— SOURCE INFORMATION —
####

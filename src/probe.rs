use async_trait::async_trait;
use reqwest::StatusCode;
use std::time::Duration;
use url::Url;

#[derive(Debug, thiserror::Error)]
pub enum ProbeError {
    #[error("request failed: {0}")]
    Request(#[from] reqwest::Error),

    #[error("responded with status {0}")]
    Status(StatusCode),
}

/// Confirms that a long URL answers before a short code is handed out for it.
#[async_trait]
pub trait UrlProbe: Send + Sync {
    async fn check(&self, url: &Url) -> Result<(), ProbeError>;
}

/// Probes with HEAD first and falls back to GET when the server does not
/// allow HEAD. Redirects are followed; the final response must be 2xx.
#[derive(Clone, Debug)]
pub struct HttpProbe {
    client: reqwest::Client,
}

impl HttpProbe {
    pub fn new(timeout: Duration) -> Result<Self, reqwest::Error> {
        let client = reqwest::Client::builder().timeout(timeout).build()?;
        Ok(Self { client })
    }
}

#[async_trait]
impl UrlProbe for HttpProbe {
    async fn check(&self, url: &Url) -> Result<(), ProbeError> {
        let mut status = self.client.head(url.clone()).send().await?.status();

        if status == StatusCode::METHOD_NOT_ALLOWED {
            tracing::debug!("HEAD not allowed by {}, retrying with GET", url);
            status = self.client.get(url.clone()).send().await?.status();
        }

        if status.is_success() {
            Ok(())
        } else {
            Err(ProbeError::Status(status))
        }
    }
}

####

— WORK ORDER —
Please set down again, word for word, only the lines from the start of the entries through the line with "pub trait UrlProbe: Send", both ends included.

— REPLY —
filename src/probe.rs
use async_trait::async_trait;
use reqwest::StatusCode;
use std::time::Duration;
use url::Url;

#[derive(Debug, thiserror::Error)]
pub enum ProbeError {
    #[error("request failed: {0}")]
    Request(#[from] reqwest::Error),

    #[error("responded with status {0}")]
    Status(StatusCode),
}

/// Confirms that a long URL answers before a short code is handed out for it.
#[async_trait]
pub trait UrlProbe: Send + Sync {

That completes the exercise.